Wednesday, March 19, 2014

Waterlemons

     Life can be a real kick in the head sometimes. I'll work so hard at something and be so stringent in self discipline, and yet - it will all fall apart or amount to nothing. Lately I've found that if, in these moments, I refuse to collapse...if I remain just as tough as I had been...if I force myself to look around instead of down...if I skip the high tailing it in retreat, and if I reject that dark, dank, despairing place of selfish isolation - I find that there is aid - and also "ade" to be made from even the most sour & bitter of lemons. Even when they are dealt with a low blow, and even when they come from a hard-losing hand.  
     I make ade from a memories, and happy, lucky stories, and by listening to people at times when I want to block everyone out. I always find aid when I give it to other people - especially during the times I feel least able to help.

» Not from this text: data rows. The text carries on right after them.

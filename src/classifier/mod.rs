//! 错误分类器：把任意故障映射为统一的错误记录（种类、本地化消息、是否可重试）。
//!
//! Error classification.
//!
//! [`ErrorClassifier::classify`] is the single place that interprets HTTP statuses and
//! transport conditions. The adapter never inspects a status code itself.
//!
//! | Fault                                   | Kind      | Retryable |
//! |-----------------------------------------|-----------|-----------|
//! | transport, no route                     | `Network` | yes       |
//! | transport, deadline exceeded            | `Timeout` | yes       |
//! | HTTP 401 / 403                          | `Api`     | yes       |
//! | HTTP 429                                | `Api`     | yes       |
//! | HTTP >= 500                             | `Api`     | yes       |
//! | any other HTTP status                   | `Api`     | no        |
//! | transport without status                | `Api`     | yes       |
//! | malformed JSON                          | `Parse`   | no        |
//! | domain fault                            | its kind  | by kind   |
//! | anything else                           | `Unknown` | no        |

mod messages;

pub use messages::{ApiReason, Locale};

use crate::error::{ErrorRecord, Fault, TransportCode};
use crate::error_code::ErrorKind;
use std::time::SystemTime;

/// Stateless fault-to-record mapper. Construct one at startup and hand it to the adapter.
#[derive(Debug, Clone, Copy, Default, PartialEq, Eq)]
pub struct ErrorClassifier {
    locale: Locale,
}

impl ErrorClassifier {
    pub fn new(locale: Locale) -> Self {
        Self { locale }
    }

    pub fn locale(&self) -> Locale {
        self.locale
    }

    /// Build a record directly.
    ///
    /// `message` is replaced by the fixed message for `kind` (except for `Unknown`, which
    /// keeps a non-empty caller message). When `details` is absent the raw `message` is kept
    /// there instead, so the diagnostic survives for logging.
    pub fn construct(
        &self,
        kind: ErrorKind,
        message: impl Into<String>,
        details: Option<String>,
    ) -> ErrorRecord {
        let raw = message.into();
        let display = match kind {
            ErrorKind::Unknown if !raw.trim().is_empty() => raw.clone(),
            _ => messages::for_kind(self.locale, kind).to_string(),
        };
        self.record(kind, display, details.or_else(|| non_empty(raw)), kind.retryable())
    }

    /// Map any fault to its canonical record.
    pub fn classify(&self, fault: Fault) -> ErrorRecord {
        match fault {
            Fault::Transport {
                code: TransportCode::NoRoute,
                message,
                ..
            } => self.construct(ErrorKind::Network, message, None),
            Fault::Transport {
                code: TransportCode::DeadlineExceeded,
                message,
                ..
            } => self.construct(ErrorKind::Timeout, message, None),
            Fault::Transport {
                status: Some(status),
                message,
                ..
            } => self.classify_status(status, message),
            Fault::Transport {
                status: None,
                message,
                ..
            } => self.construct(ErrorKind::Api, message, None),
            Fault::Parse { message } => self.construct(ErrorKind::Parse, message, None),
            Fault::Domain {
                kind,
                message,
                details,
            } => self.construct(kind, message, details),
            Fault::Other(message) => self.construct(ErrorKind::Unknown, message, None),
        }
    }

    fn classify_status(&self, status: u16, body: String) -> ErrorRecord {
        let details = Some(format_status(status, &body));
        let reason = match status {
            401 | 403 => Some(ApiReason::Authentication),
            429 => Some(ApiReason::RateLimited),
            s if s >= 500 => Some(ApiReason::ServerUnavailable),
            _ => None,
        };
        match reason {
            Some(reason) => self.record(
                ErrorKind::Api,
                messages::for_api_reason(self.locale, reason).to_string(),
                details,
                true,
            ),
            // Client errors will fail the same way on every attempt.
            None => self.record(
                ErrorKind::Api,
                messages::for_kind(self.locale, ErrorKind::Api).to_string(),
                details,
                false,
            ),
        }
    }

    fn record(
        &self,
        kind: ErrorKind,
        message: String,
        details: Option<String>,
        retryable: bool,
    ) -> ErrorRecord {
        ErrorRecord {
            kind,
            message,
            details,
            timestamp: SystemTime::now(),
            retryable,
        }
    }
}

fn non_empty(s: String) -> Option<String> {
    if s.trim().is_empty() {
        None
    } else {
        Some(s)
    }
}

fn format_status(status: u16, body: &str) -> String {
    let body = body.trim();
    if body.is_empty() {
        format!("HTTP {}", status)
    } else {
        format!("HTTP {}: {}", status, body)
    }
}

#[cfg(test)]
mod tests {
    use super::*;

    fn en() -> ErrorClassifier {
        ErrorClassifier::new(Locale::En)
    }

    #[test]
    fn construct_substitutes_kind_message_and_keeps_raw_as_details() {
        let rec = en().construct(ErrorKind::Validation, "key has no dot", None);
        assert_eq!(rec.kind, ErrorKind::Validation);
        assert_eq!(
            rec.message,
            "The input is not valid, please check it and retry"
        );
        assert_eq!(rec.details.as_deref(), Some("key has no dot"));
        assert!(!rec.retryable);
    }

    #[test]
    fn construct_prefers_explicit_details() {
        let rec = en().construct(
            ErrorKind::Parse,
            "bad output",
            Some("insufficient stages".into()),
        );
        assert_eq!(rec.details.as_deref(), Some("insufficient stages"));
    }

    #[test]
    fn unknown_keeps_caller_message() {
        let rec = en().construct(ErrorKind::Unknown, "widget exploded", None);
        assert_eq!(rec.message, "widget exploded");

        let rec = en().construct(ErrorKind::Unknown, "", None);
        assert_eq!(rec.message, "An unknown error occurred, please try again later");
        assert_eq!(rec.details, None);
    }

    #[test]
    fn status_less_transport_fault_is_retryable_api() {
        let rec = en().classify(Fault::transport(TransportCode::Other, "connection reset"));
        assert_eq!(rec.kind, ErrorKind::Api);
        assert!(rec.retryable);
    }

    #[test]
    fn other_fault_is_unknown() {
        let rec = en().classify(Fault::Other("boom".into()));
        assert_eq!(rec.kind, ErrorKind::Unknown);
        assert!(!rec.retryable);
    }

    #[test]
    fn default_locale_is_chinese() {
        let rec = ErrorClassifier::default().classify(Fault::http_status(429, ""));
        assert_eq!(rec.message, "API调用次数超限，请稍后重试");
        assert_eq!(rec.details.as_deref(), Some("HTTP 429"));
    }
}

When I leap and I manage to land beyond myself, I find ade flowing by the gallon - from sources undiscovered but now found. They are sublime. 
     When my daughter was tiny she would mix up certain words, like tomato and potato, and others of like kinds. My favorite was a brand new fruit she had started growing - along those beautiful little vines in her mind. 
     At the diner, when they serve water there's usually a lemon perched on the glass. She didn't like anything touching her precious water and would often protest to me with the waitress already in mid-pour, pleading "no water lemon no water lemon" and if she spoke sentences yet, I guess she'd continue with the words "on mine." 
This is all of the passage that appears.